Putting the Brakes on Mansionization in LA: No Rest for the Weary

PLATKIN ON PLANNING-It should not be so hard, really, to finally stop the mansionization of Los Angeles neighborhoods. On paper it should be a snap for the four precedents I describe below. Yet, time after time, whenever City Hall decision makers close the front door to mansionization through motions and ordinances, they open up the backdoor through bonuses and exemptions. These lethal loopholes have so undermined every anti-mansionization ordinance that they end up allowing the very McMansions that they purport to stop. 

Four anti-mansionization precedents. 

First, the Los Angeles City Planning Commission approved a set of guidelines called Do Real Planning. One of its principles is explicitly anti-McMansion. 

NEUTRALIZE MANSIONIZATION: Neighborhoods zoned single-family deserve our protection. The most pervasive threat they face is the replacement of existing homes with residences whose bulk and mass is significantly larger than the street’s current character -- sacrificing greenery, breathing room, light, and air. Let’s be the champions of a citywide solution to prevent out-of-scale residences. 

Second, the Los Angeles City Council has legally adopted many official planning policies that protect residential neighborhoods from mansionization. For example, Objective 3.5 of the General Plan Framework Element states: “Ensure that the character and scale of stable single-family residential neighborhood is maintained, allowing for infill development provided that it is compatible with and maintains the scale and character of existing development.” 

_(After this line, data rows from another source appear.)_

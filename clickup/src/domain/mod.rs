mod envelope;
mod loose;
mod time_entry;

pub use envelope::*;
pub use loose::*;
pub use time_entry::*;
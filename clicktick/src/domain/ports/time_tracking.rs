use async_trait::async_trait;

use crate::domain::{
    models::{CurrentEntry, EntryId, TaskId, TimeEntry, TimeWindow, TimerLink},
    TimeTrackingError,
};

/// Outbound port for the remote time tracking service.
///
/// The service is the single source of truth for which timer is running;
/// nothing behind this trait caches.
#[async_trait]
pub trait TimeTrackingClient: Send + Sync + 'static {
    /// The entry currently in progress, if any.
    async fn current_entry(&self) -> Result<Option<CurrentEntry>, TimeTrackingError>;

    /// Normalized entries within the window, in the order the service returned them.
    async fn list_entries(&self, window: TimeWindow) -> Result<Vec<TimeEntry>, TimeTrackingError>;

    /// Start tracking time against a task.
    async fn start_timer(&self, task_id: &TaskId) -> Result<TimerLink, TimeTrackingError>;

    /// Stop whatever timer is running.
    async fn stop_timer(&self) -> Result<TimerLink, TimeTrackingError>;

    async fn delete_entry(&self, entry_id: &EntryId) -> Result<(), TimeTrackingError>;
}
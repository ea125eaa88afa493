use chrono::{DateTime, NaiveDate, Utc};
use chrono_tz::Tz;

/// Days are grouped in ClickUp's workspace timezone, not the machine's.
pub const DISPLAY_TZ: Tz = chrono_tz::America::Los_Angeles;

pub fn now_ms() -> i64 {
    Utc::now().timestamp_millis()
}

/// The Pacific calendar day containing `ms`. `None` for a zero or
/// out-of-range timestamp.
pub fn pacific_day(ms: i64) -> Option<NaiveDate> {
    if ms == 0 {
        return None;
    }
    DateTime::<Utc>::from_timestamp_millis(ms).map(|dt| dt.with_timezone(&DISPLAY_TZ).date_naive())
}

/// Local wall-clock `HH:MM` for a timestamp, for the entry list.
pub fn pacific_clock(ms: i64) -> Option<String> {
    if ms == 0 {
        return None;
    }
    DateTime::<Utc>::from_timestamp_millis(ms)
        .map(|dt| dt.with_timezone(&DISPLAY_TZ).format("%H:%M").to_string())
}
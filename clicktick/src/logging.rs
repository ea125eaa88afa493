use anyhow::Result;
use std::path::Path;
use tracing_appender::{non_blocking::WorkerGuard, rolling::Rotation};
use tracing_subscriber::EnvFilter;

const DEFAULT_FILTER: &str = "clicktick=info,clickup=info";

fn env_filter() -> EnvFilter {
    EnvFilter::try_from_default_env().unwrap_or_else(|_| EnvFilter::new(DEFAULT_FILTER))
}

/// Log to a daily file under `log_dir`; the terminal belongs to the UI.
/// Keep the returned guard alive until exit so buffered lines are flushed.
pub fn init_file_logging(log_dir: &Path) -> Result<WorkerGuard> {
    let appender = tracing_appender::rolling::Builder::new()
        .rotation(Rotation::DAILY)
        .max_log_files(5)
        .filename_prefix("clicktick")
        .filename_suffix("log")
        .build(log_dir)?;
    let (writer, guard) = tracing_appender::non_blocking(appender);

    tracing_subscriber::fmt()
        .with_env_filter(env_filter())
        .with_writer(writer)
        .with_ansi(false)
        .init();
    Ok(guard)
}

pub fn init_stderr_logging() {
    tracing_subscriber::fmt()
        .with_env_filter(env_filter())
        .with_writer(std::io::stderr)
        .with_target(false)
        .init();
}
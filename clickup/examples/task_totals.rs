use clickup::{ClickUpClient, ClientSettings};
use std::collections::HashMap;
use std::error::Error;

const LOOKBACK_DAYS: i64 = 30;

struct TaskInfo {
    task_name: String,
    millis: i64,
    entries: usize,
}

#[tokio::main]
async fn main() -> Result<(), Box<dyn Error>> {
    dotenvy::dotenv().ok();
    let client = ClickUpClient::new(ClientSettings::from_env());

    let end = chrono::Utc::now();
    let start = end - chrono::Duration::days(LOOKBACK_DAYS);
    let entries = client
        .time_entries(start.timestamp_millis(), end.timestamp_millis())
        .await?;

    // Sum tracked time per task
    let mut task_times: HashMap<String, TaskInfo> = HashMap::new();
    for entry in &entries {
        let Some(task_id) = entry.task_id() else {
            continue;
        };
        let millis = entry.duration.as_millis().saturating_abs();
        task_times
            .entry(task_id.to_string())
            .and_modify(|info| {
                info.millis += millis;
                info.entries += 1;
            })
            .or_insert(TaskInfo {
                task_name: entry.task_name().unwrap_or("(unnamed)").to_string(),
                millis,
                entries: 1,
            });
    }

    let mut tasks: Vec<_> = task_times.into_iter().collect();
    tasks.sort_by(|a, b| b.1.millis.cmp(&a.1.millis));

    println!("Tracked time per task, last {} days:", LOOKBACK_DAYS);
    for (task_id, info) in tasks {
        println!(
            "{} [{}] ({}) | {} entries",
            info.task_name,
            task_id,
            format_hours_minutes(info.millis),
            info.entries
        );
    }

    Ok(())
}

fn format_hours_minutes(millis: i64) -> String {
    let total_minutes = millis / 60_000;
    let hours = total_minutes / 60;
    let minutes = total_minutes % 60;
    format!("{hours:02}:{minutes:02}")
}
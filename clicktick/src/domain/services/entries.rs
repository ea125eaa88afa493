use std::sync::Arc;

use crate::domain::{
    models::{CurrentEntry, EntryId, TaskId, TimeEntry, TimeWindow},
    ports::TimeTrackingClient,
    TimeTrackingError,
};

pub const MAX_ENTRIES: usize = 100;
pub const DEFAULT_LOOKBACK_DAYS: u32 = 30;

/// Entries and the current task, fetched together. UI state swaps this in
/// whole; it is never patched in place.
#[derive(Debug, Clone, Default, PartialEq, Eq)]
pub struct Snapshot {
    pub entries: Vec<TimeEntry>,
    pub current: Option<CurrentEntry>,
}

impl Snapshot {
    pub fn current_task_id(&self) -> Option<&TaskId> {
        self.current.as_ref().and_then(|c| c.task_id.as_ref())
    }

    pub fn is_running(&self) -> bool {
        self.current.is_some()
    }
}

/// Reads entries from the provider and shapes them for display.
///
/// Every call goes to the provider; nothing is cached between calls.
pub struct EntryService<C> {
    client: Arc<C>,
    lookback_days: u32,
}

impl<C> Clone for EntryService<C> {
    fn clone(&self) -> Self {
        Self {
            client: self.client.clone(),
            lookback_days: self.lookback_days,
        }
    }
}

impl<C: TimeTrackingClient> EntryService<C> {
    pub fn new(client: Arc<C>) -> Self {
        Self {
            client,
            lookback_days: DEFAULT_LOOKBACK_DAYS,
        }
    }

    pub fn with_lookback_days(mut self, days: u32) -> Self {
        self.lookback_days = days;
        self
    }

    pub fn lookback_days(&self) -> u32 {
        self.lookback_days
    }

    /// Task-backed entries in the window, most recent first, at most [`MAX_ENTRIES`].
    pub async fn list_entries(
        &self,
        window: TimeWindow,
    ) -> Result<Vec<TimeEntry>, TimeTrackingError> {
        let entries = self.client.list_entries(window).await?;
        let fetched = entries.len();
        let entries = aggregate(entries);

        tracing::debug!(fetched, kept = entries.len(), "aggregated time entries");
        Ok(entries)
    }

    /// [`Self::list_entries`] over the lookback window ending at `now_ms`.
    pub async fn list_recent(&self, now_ms: i64) -> Result<Vec<TimeEntry>, TimeTrackingError> {
        self.list_entries(TimeWindow::last_days(now_ms, self.lookback_days))
            .await
    }

    pub async fn current_entry(&self) -> Result<Option<CurrentEntry>, TimeTrackingError> {
        self.client.current_entry().await
    }

    /// Delete an entry. Callers refresh afterwards; there is no local copy to update.
    pub async fn delete_entry(&self, entry_id: &EntryId) -> Result<(), TimeTrackingError> {
        self.client.delete_entry(entry_id).await?;
        tracing::info!(%entry_id, "deleted time entry");
        Ok(())
    }

    pub async fn refresh(&self, now_ms: i64) -> Result<Snapshot, TimeTrackingError> {
        let (entries, current) = tokio::try_join!(self.list_recent(now_ms), self.current_entry())?;
        Ok(Snapshot { entries, current })
    }
}

/// Keep task-backed entries, order by start descending (stable, so equal
/// starts keep fetch order), cap at [`MAX_ENTRIES`].
pub fn aggregate(mut entries: Vec<TimeEntry>) -> Vec<TimeEntry> {
    entries.retain(TimeEntry::is_task_backed);
    entries.sort_by(|a, b| b.start_ms.cmp(&a.start_ms));
    entries.truncate(MAX_ENTRIES);
    entries
}

#[cfg(test)]
mod tests {
    use super::*;
    use crate::adapters::DevBackend;
    use crate::domain::models::DAY_MS;

    fn entry(id: &str, task: Option<&str>, start_ms: i64) -> TimeEntry {
        TimeEntry::normalize(id, start_ms, start_ms + 1_000, 1_000).with_task(task, Some("Task"))
    }

    #[test]
    fn aggregate_drops_entries_without_task() {
        let out = aggregate(vec![
            entry("1", Some("a"), 10),
            entry("2", None, 20),
            entry("3", Some("   "), 30),
        ]);
        let ids: Vec<_> = out.iter().map(|e| e.id.as_str()).collect();
        assert_eq!(ids, vec!["1"]);
    }

    #[test]
    fn aggregate_sorts_descending_and_keeps_fetch_order_for_ties() {
        let out = aggregate(vec![
            entry("old", Some("a"), 10),
            entry("tie-first", Some("b"), 50),
            entry("new", Some("c"), 90),
            entry("tie-second", Some("d"), 50),
        ]);
        let ids: Vec<_> = out.iter().map(|e| e.id.as_str()).collect();
        assert_eq!(ids, vec!["new", "tie-first", "tie-second", "old"]);
    }

    #[test]
    fn aggregate_caps_at_max_entries() {
        let entries = (0..250)
            .map(|i| entry(&i.to_string(), Some("a"), i))
            .collect();
        let out = aggregate(entries);

        assert_eq!(out.len(), MAX_ENTRIES);
        assert_eq!(out[0].start_ms, 249);
        assert!(out.windows(2).all(|w| w[0].start_ms >= w[1].start_ms));
    }

    #[test]
    fn aggregate_of_nothing_is_empty() {
        assert!(aggregate(Vec::new()).is_empty());
    }

    #[tokio::test]
    async fn list_recent_uses_lookback_window() {
        let now = 100 * DAY_MS;
        let backend = Arc::new(DevBackend::empty().with_entries(vec![
            entry("inside", Some("a"), now - 2 * DAY_MS),
            entry("outside", Some("a"), now - 40 * DAY_MS),
        ]));
        let service = EntryService::new(backend);

        let out = service.list_recent(now).await.unwrap();
        assert_eq!(out.len(), 1);
        assert_eq!(out[0].id.as_str(), "inside");
    }

    #[tokio::test]
    async fn refresh_reports_current_task() {
        let now = 100 * DAY_MS;
        let running = TimeEntry::normalize("run", now - 1_000, 0, -1).with_task(Some("t1"), Some("Live"));
        let backend = Arc::new(DevBackend::empty().with_entries(vec![running]));
        let service = EntryService::new(backend);

        let snapshot = service.refresh(now).await.unwrap();
        assert!(snapshot.is_running());
        assert_eq!(snapshot.current_task_id().map(TaskId::as_str), Some("t1"));
        assert_eq!(snapshot.entries.len(), 1);
    }

    #[tokio::test]
    async fn delete_is_forwarded_and_errors_propagate() {
        let backend = Arc::new(DevBackend::empty().with_entries(vec![entry("1", Some("a"), 10)]));
        let service = EntryService::new(backend.clone());

        service.delete_entry(&EntryId::from("1")).await.unwrap();
        assert!(backend.entries().is_empty());

        backend.fail_with(TimeTrackingError::Remote {
            status: 404,
            context: "DELETE /team/1/time_entries/1".to_string(),
            message: "not found".to_string(),
        });
        let err = service.delete_entry(&EntryId::from("1")).await.unwrap_err();
        assert!(matches!(err, TimeTrackingError::Remote { status: 404, .. }));
    }
}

Third, when City Council offices have conducted constituent surveys or when they tally communications from the public regarding mansionization, a whopping majority of these comments consistently call for stronger regulations to stop McMansions. Furthermore, at City Planning Commission and City Council public hearings on ordinances to restrict mansionization, most of those who offer testimony call for stronger ordinances, especially to count garages as part of a house’s overall square footage. 

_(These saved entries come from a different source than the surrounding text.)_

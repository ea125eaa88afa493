use std::sync::{Arc, Mutex, MutexGuard};

use async_trait::async_trait;

use crate::domain::{
    models::{CurrentEntry, EntryId, TaskId, TimeEntry, TimeWindow, TimerLink, DAY_MS},
    ports::TimeTrackingClient,
    TimeTrackingError,
};
use crate::time_utils::now_ms;

/// A call made against the [`DevBackend`].
#[derive(Debug, Clone, PartialEq, Eq)]
pub enum Call {
    Current,
    List(TimeWindow),
    Start(TaskId),
    Stop,
    Delete(EntryId),
}

impl Call {
    pub fn is_mutation(&self) -> bool {
        matches!(self, Call::Start(_) | Call::Stop | Call::Delete(_))
    }
}

#[derive(Debug, Default)]
struct DevState {
    entries: Vec<TimeEntry>,
    calls: Vec<Call>,
    next_id: u64,
    pending_failure: Option<TimeTrackingError>,
    start_failure: Option<TimeTrackingError>,
}

/// In-memory stand-in for ClickUp, used by `clicktick dev` and by tests.
/// Records every call it receives.
#[derive(Debug, Clone)]
pub struct DevBackend {
    state: Arc<Mutex<DevState>>,
    clock: fn() -> i64,
    links: bool,
}

impl Default for DevBackend {
    fn default() -> Self {
        Self::empty()
    }
}

impl DevBackend {
    /// A backend seeded with a few days of sample entries.
    pub fn new() -> Self {
        let backend = Self::empty();
        let entries = seed_dev_entries(now_ms());
        backend.lock().next_id = entries.len() as u64 + 1;
        backend.lock().entries = entries;
        backend
    }

    pub fn empty() -> Self {
        Self {
            state: Arc::new(Mutex::new(DevState {
                next_id: 1,
                ..DevState::default()
            })),
            clock: now_ms,
            links: true,
        }
    }

    fn lock(&self) -> MutexGuard<'_, DevState> {
        // A poisoned lock only means a test panicked mid-call; the data is still usable.
        self.state.lock().unwrap_or_else(|e| e.into_inner())
    }

    fn record(&self, call: Call) -> Result<MutexGuard<'_, DevState>, TimeTrackingError> {
        let mut state = self.lock();
        state.calls.push(call);
        match state.pending_failure.take() {
            Some(error) => Err(error),
            None => Ok(state),
        }
    }

    fn link(&self, entry: &TimeEntry) -> TimerLink {
        if !self.links {
            return TimerLink::default();
        }
        TimerLink {
            task_id: entry.task_id.clone(),
            task_name: entry.task_name.clone(),
        }
    }
}

#[cfg(test)]
impl DevBackend {
    pub fn with_entries(self, entries: Vec<TimeEntry>) -> Self {
        {
            let mut state = self.lock();
            state.next_id += entries.len() as u64;
            state.entries.extend(entries);
        }
        self
    }

    pub fn with_clock(mut self, clock: fn() -> i64) -> Self {
        self.clock = clock;
        self
    }

    /// Answer start/stop without task linkage, like ClickUp does for some entries.
    pub fn without_links(mut self) -> Self {
        self.links = false;
        self
    }

    /// Make the next call fail with `error`.
    pub fn fail_with(&self, error: TimeTrackingError) {
        self.lock().pending_failure = Some(error);
    }

    /// Make the next start call fail with `error`, after any earlier calls succeed.
    pub fn fail_start_with(&self, error: TimeTrackingError) {
        self.lock().start_failure = Some(error);
    }

    pub fn calls(&self) -> Vec<Call> {
        self.lock().calls.clone()
    }

    pub fn entries(&self) -> Vec<TimeEntry> {
        self.lock().entries.clone()
    }
}

fn stop_running(state: &mut DevState, now: i64) -> Option<TimeEntry> {
    let entry = state.entries.iter_mut().find(|e| e.is_running)?;
    entry.end_ms = now;
    entry.duration_ms = now.saturating_sub(entry.start_ms).max(0);
    entry.is_running = false;
    Some(entry.clone())
}

#[async_trait]
impl TimeTrackingClient for DevBackend {
    async fn current_entry(&self) -> Result<Option<CurrentEntry>, TimeTrackingError> {
        let state = self.record(Call::Current)?;
        Ok(state
            .entries
            .iter()
            .find(|e| e.is_running)
            .map(|e| CurrentEntry {
                id: e.id.clone(),
                task_id: e.task_id.clone(),
                task_name: e.task_name.clone(),
                start_ms: e.start_ms,
            }))
    }

    async fn list_entries(&self, window: TimeWindow) -> Result<Vec<TimeEntry>, TimeTrackingError> {
        let state = self.record(Call::List(window))?;
        Ok(state
            .entries
            .iter()
            .filter(|e| e.start_ms >= window.start_ms && e.start_ms <= window.end_ms)
            .cloned()
            .collect())
    }

    async fn start_timer(&self, task_id: &TaskId) -> Result<TimerLink, TimeTrackingError> {
        let now = (self.clock)();
        let mut state = self.record(Call::Start(task_id.clone()))?;
        if let Some(error) = state.start_failure.take() {
            return Err(error);
        }
        stop_running(&mut state, now);

        let task_name = state
            .entries
            .iter()
            .find(|e| e.task_id.as_ref() == Some(task_id))
            .and_then(|e| e.task_name.clone());
        let id = state.next_id;
        state.next_id += 1;

        let entry = TimeEntry::normalize(format!("dev-{}", id), now, 0, -1)
            .with_task(Some(task_id.as_str()), task_name.as_deref());
        state.entries.push(entry.clone());
        Ok(self.link(&entry))
    }

    async fn stop_timer(&self) -> Result<TimerLink, TimeTrackingError> {
        let now = (self.clock)();
        let mut state = self.record(Call::Stop)?;
        Ok(stop_running(&mut state, now)
            .map(|entry| self.link(&entry))
            .unwrap_or_default())
    }

    async fn delete_entry(&self, entry_id: &EntryId) -> Result<(), TimeTrackingError> {
        let mut state = self.record(Call::Delete(entry_id.clone()))?;
        state.entries.retain(|e| &e.id != entry_id);
        Ok(())
    }
}

/// Generate a handful of fake entries spread over the last few days.
fn seed_dev_entries(now: i64) -> Vec<TimeEntry> {
    const HOUR_MS: i64 = 60 * 60 * 1000;

    let entry = |id: &str, days_ago: i64, start_hour: i64, hours: i64, task: Option<(&str, &str)>| {
        let start = now - days_ago * DAY_MS - start_hour * HOUR_MS;
        let duration = hours * HOUR_MS;
        let (task_id, task_name) = task.unzip();
        TimeEntry::normalize(id, start, start + duration, duration)
            .with_task(task_id, task_name)
            .with_billable(days_ago % 2 == 0)
    };

    vec![
        entry("dev-seed-1", 0, 3, 1, Some(("86a1b", "Tray icon states"))),
        entry("dev-seed-2", 0, 5, 2, Some(("86a1c", "Review timer PR"))),
        entry("dev-seed-3", 0, 8, 1, Some(("86a1b", "Tray icon states"))),
        entry("dev-seed-4", 1, 4, 3, Some(("86a2f", "Release checklist"))),
        entry("dev-seed-5", 1, 9, 1, None),
        entry("dev-seed-6", 2, 6, 2, Some(("86a1c", "Review timer PR"))),
        entry("dev-seed-7", 4, 5, 4, Some(("86a30", "Sprint planning"))),
    ]
}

Fourth, a May 2014 City Council motion directed the Department of City Planning to cleanup the Baseline Mansionization Ordinance by removing the bonuses and exemptions that allowed mansionization to continue. The intent of this Council motion could not have been clearer: 

“The by-right FAR for the smaller lots should be reduced to .45 to ensure that all R-1 lots are covered by the same zoning regulations… Exemptions for attached garages appear to result in out of scale and out of character development. They should, therefore, be removed from the Baseline Mansionization Ordinance.” 

Despite all of these precedents, the City Council has one again opened up the backdoor to mansionization by re-inserting the exact loopholes that their own Council motion instructed them to remove. Despite compelling testimony from community advocates -- who easily outnumbered boosters of loopholes three to one -- the Chair of the City Council’s Planning and Land Use Committee, Jose Huizar, reinstated two important loopholes. 

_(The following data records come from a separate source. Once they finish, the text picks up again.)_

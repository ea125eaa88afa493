/// Something that reflects whether a timer is running: a terminal title, a
/// tray icon, a log line.
///
/// Implementations must tolerate redundant calls with the same value.
pub trait IndicatorSink: Send + Sync + 'static {
    fn set_running(&self, running: bool);
}
use crate::app::{App, View};
use crate::bootstrap::Services;
use crate::domain::{
    models::TimerStatus,
    ports::{IndicatorSink, TimeTrackingClient},
};
use crate::time_utils::now_ms;

use super::action_queue::{Action, ActionTx, Outcome, OutcomeTx};

fn enqueue_action(action_tx: &ActionTx, action: Action) {
    let _ = action_tx.send(action);
}

fn report(outcome_tx: &OutcomeTx, outcome: Outcome) {
    if outcome_tx.send(outcome).is_err() {
        tracing::debug!("event loop gone, dropping outcome");
    }
}

/// Start the work for `action` on a background task. The UI never waits on
/// the network; results come back through `outcome_tx`.
pub(super) fn run_action<C, I>(
    action: Action,
    app: &mut App,
    services: &Services<C, I>,
    outcome_tx: &OutcomeTx,
) where
    C: TimeTrackingClient,
    I: IndicatorSink,
{
    match action {
        Action::Refresh => {
            let entries = services.entries.clone();
            let indicator = services.indicator.clone();
            spawn_request(app, outcome_tx, async move {
                let fetched_at_ms = now_ms();
                let result = entries.refresh(fetched_at_ms).await.map_err(|e| e.to_string());
                if let Ok(snapshot) = &result {
                    indicator.set_running(snapshot.is_running());
                }
                Outcome::Refreshed {
                    result,
                    fetched_at_ms,
                }
            });
        }
        Action::Toggle => {
            let timer = services.timer.clone();
            spawn_request(app, outcome_tx, async move {
                timer.toggle().await;
                Outcome::Toggled
            });
        }
        Action::StartSelected => {
            let Some(task_id) = app
                .selected_entry()
                .and_then(|item| item.entry.task_id.clone())
            else {
                app.set_status("No task selected".to_string());
                return;
            };
            let timer = services.timer.clone();
            spawn_request(app, outcome_tx, async move {
                Outcome::Timer(timer.start_task(&task_id).await.map_err(|e| e.to_string()))
            });
        }
        Action::Stop => {
            let timer = services.timer.clone();
            spawn_request(app, outcome_tx, async move {
                Outcome::Timer(timer.stop_timer().await.map_err(|e| e.to_string()))
            });
        }
        Action::ConfirmDelete => {
            let Some(ctx) = app.delete_context.take() else {
                app.navigate_to(View::Entries);
                return;
            };
            app.navigate_to(View::Entries);
            let entries = services.entries.clone();
            spawn_request(app, outcome_tx, async move {
                let result = entries
                    .delete_entry(&ctx.entry_id)
                    .await
                    .map(|_| ctx.entry_id)
                    .map_err(|e| e.to_string());
                Outcome::Deleted(result)
            });
        }
    }
}

fn spawn_request<F>(app: &mut App, outcome_tx: &OutcomeTx, work: F)
where
    F: std::future::Future<Output = Outcome> + Send + 'static,
{
    app.begin_request();
    let outcome_tx = outcome_tx.clone();
    tokio::spawn(async move {
        let outcome = work.await;
        report(&outcome_tx, outcome);
    });
}

/// Apply a finished background task to the app state.
pub(super) fn apply_outcome(outcome: Outcome, app: &mut App, action_tx: &ActionTx) {
    app.finish_request();
    match outcome {
        Outcome::Refreshed {
            result,
            fetched_at_ms,
        } => match result {
            Ok(snapshot) => app.apply_snapshot(snapshot, fetched_at_ms),
            Err(e) => {
                tracing::warn!("Refresh failed: {}", e);
                app.set_status(format!("Refresh failed: {}", e));
            }
        },
        Outcome::Toggled => {}
        Outcome::Timer(Ok(status)) => {
            app.apply_status(&status);
            enqueue_action(action_tx, Action::Refresh);
        }
        Outcome::Timer(Err(e)) => {
            app.apply_status(&TimerStatus::error(e));
            // A start can fail after the stop before it went through.
            enqueue_action(action_tx, Action::Refresh);
        }
        Outcome::Deleted(Ok(entry_id)) => {
            app.set_status(format!("Deleted entry {}", entry_id));
            enqueue_action(action_tx, Action::Refresh);
        }
        Outcome::Deleted(Err(e)) => {
            app.set_status(format!("Error deleting entry: {}", e));
        }
    }
}

/// A toggle finished, from the UI or the hotkey.
pub(super) fn apply_timer_status(status: TimerStatus, app: &mut App, action_tx: &ActionTx) {
    app.apply_status(&status);
    if !matches!(status, TimerStatus::Error { .. }) {
        enqueue_action(action_tx, Action::Refresh);
    }
}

Without any debate or discussion, he simply announced that attached garages would again be excluded from floor area calculations and that houses on lots smaller than 7,000 square feet could be built out to 50 percent of lot area, not 45 percent. In one barely audible sentence he added back 700 feet to the size of houses that the Department of City Planning had removed in response to many community meetings and endless emails, phone calls, and letters.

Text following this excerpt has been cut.